In every inertial frame of reference, the laws of physics are identical in every respect.

an inertial frame of reference is one that is unaccelerated, at constant velocity. you see, you can have two different observers with one flying through space, even at a high velocity with respect to the other and both observers have equal claim to being the guy who isn't moving (at rest) pointing to the other guy as the object in motion. they are both at rest from the own perspective and it's the other guy who's moving. there is no absolute frame of reference that is "at rest". (this was confirmed in the 19th century with the Michaelson-Morley experiment.) this means, unlike sound, there is no medium, no nothing that blows across your face as you fly through a vacuum at great speed. there is no meaning to the speed of the vacuum moving past you. so, no matter which observer you are, there is no sense of any physical thing moving past you (except for the other observer).
now suppose one of these observers is holding a flashlight and points it "ahead" of him (from the perspective of the other observer that considers himself at rest). now, once this light leaves the flashlight, it propagates only because of Maxwell's equations for EM (not because there is any medium carrying it). that EM wave we call "light" is propagating because this changing E field is causing a changing B field which is causing a changing E field, etc. so when the guy with the flashling measures the speed of the beam of light coming out if his flashlight, he says the speed is c. but, even though the flashlight is whipping past the other observer at high speed, when the "at rest" observer observes the same beam of light, it's the same Maxwell's equations and the same \epsilon_0 and the same \mu_0. and c is a quantity totally defined by \epsilon_0 and \mu_0.

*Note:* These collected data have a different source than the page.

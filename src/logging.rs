//! Logging initialization

use tracing::Level;
use tracing_subscriber::EnvFilter;

use crate::args::Args;

/// Initialize logging based on CLI arguments.
///
/// Logs go to stderr; stdout carries the report and nothing else.
pub fn init(args: &Args) {
    let level = if args.quiet {
        Level::ERROR
    } else {
        match args.verbose {
            0 => Level::WARN,
            1 => Level::INFO,
            2 => Level::DEBUG,
            _ => Level::TRACE,
        }
    };

    let env_filter = EnvFilter::builder()
        .with_default_directive(level.into())
        .from_env_lossy();

    tracing_subscriber::fmt()
        .with_env_filter(env_filter)
        .with_target(args.verbose >= 2)
        .with_writer(std::io::stderr)
        .init();
}
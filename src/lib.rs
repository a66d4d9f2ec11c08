//! outscope - an out-of-scope filter for subdomain and URL lists
//!
//! This library removes entries that match out-of-scope patterns from recon
//! lists, with support for:
//! - Exact matching (subdomains and whole URLs)
//! - Anchored wildcard matching (`*.example.com`, `https://example.com/private/*`)
//! - Host-level matching of URLs against bare-domain patterns
//! - Per-candidate verdicts crediting the pattern that removed each entry
//! - Removal reports grouped by host in URL mode
//!
//! # Example
//!
//! ```rust
//! use outscope::{evaluate, Reason, ScopeMode};
//!
//! let candidates: Vec<String> = [
//!     "sub1.example.com",
//!     "sub2.example.com",
//!     "test.example.org",
//! ]
//! .into_iter()
//! .map(String::from)
//! .collect();
//!
//! let patterns: Vec<String> = ["*.example.com", "test.com"]
//!     .into_iter()
//!     .map(String::from)
//!     .collect();
//!
//! let verdicts = evaluate(&candidates, &patterns, ScopeMode::Subdomain);
//!
//! let kept: Vec<&str> = verdicts
//!     .iter()
//!     .filter(|v| v.kept)
//!     .map(|v| v.candidate.as_str())
//!     .collect();
//! assert_eq!(kept, ["test.example.org"]);
//!
//! assert_eq!(verdicts[0].reason, Reason::WildcardMatch);
//! assert_eq!(verdicts[0].matched_pattern.as_deref(), Some("*.example.com"));
//! ```
//!
//! # Pattern Syntax
//!
//! Patterns are evaluated in list order; the first match wins and is
//! credited in the verdict.
//!
//! | Pattern | Mode | Matches |
//! |---------|------|---------|
//! | `admin.example.com` | subdomain | exactly that subdomain |
//! | `*.example.com` | subdomain | any subdomain under example.com, not example.com itself |
//! | `test.com` | url | any URL whose host is test.com, regardless of scheme or path |
//! | `*.example.com` | url | any URL whose host wildcard-matches, regardless of path |
//! | `https://example.com/login` | url | exactly that URL |
//! | `https://example.com/private/*` | url | that scheme+host with any path under /private/ |
//!
//! `*` matches zero or more characters at its position, anchored to the full
//! string. It never degrades into a substring search.

pub mod engine;
pub mod error;
pub mod matcher;
pub mod output;
pub mod parser;
pub mod report;
pub mod types;

// Re-export commonly used items
pub use engine::{evaluate, CompiledPattern, ScopeFilter, DEFAULT_CACHE_SIZE};
pub use error::{Result, ScopeError};
pub use report::{group_removed_by_host, summarize, HostGroup};
pub use types::{Reason, ScopeMode, Summary, Verdict};

#[cfg(test)]
mod tests {
    use super::*;

    #[test]
    fn test_full_workflow() {
        let candidates = parser::parse_list(
            "
sub1.example.com
sub2.example.com

test.example.org
admin.test.com
",
        );
        let patterns = parser::parse_list("*.example.com\nadmin.test.com\n");

        let filter = ScopeFilter::new(&patterns, ScopeMode::Subdomain);
        assert_eq!(filter.pattern_count(), 2);

        let verdicts = filter.evaluate(&candidates);
        assert_eq!(verdicts.len(), 4);

        // sub1/sub2 fall to the wildcard
        assert_eq!(verdicts[0].reason, Reason::WildcardMatch);
        assert_eq!(verdicts[1].reason, Reason::WildcardMatch);

        // test.example.org survives
        assert!(verdicts[2].kept);

        // admin.test.com is named outright
        assert_eq!(verdicts[3].reason, Reason::ExactMatch);
        assert_eq!(
            verdicts[3].matched_pattern.as_deref(),
            Some("admin.test.com")
        );

        let summary = summarize(&verdicts);
        assert_eq!(summary.total, 4);
        assert_eq!(summary.removed, 3);
        assert_eq!(summary.kept, 1);

        assert_eq!(output::kept_items(&verdicts), ["test.example.org"]);
    }
}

if Maxwell's equations were different for one inertial observer than the other (both having equal claim to being "at rest"), including the values of \epsilon_0 and \mu_0, then this first principle that these two observers, both who have equal claim to being the observer at rest, would be violated and these two observers would have different laws of physics. but then, if any consistency were to be considered, if one observer's c (or \epsilon_0 and \mu_0) was different from the other's c, which of these two observers should get the faster one and which should get the slower one?

long winded answer. but it's essentially a case by contradiction. your laws of physics would be less consistent if you allowed them to be different for different inertial frames of reference.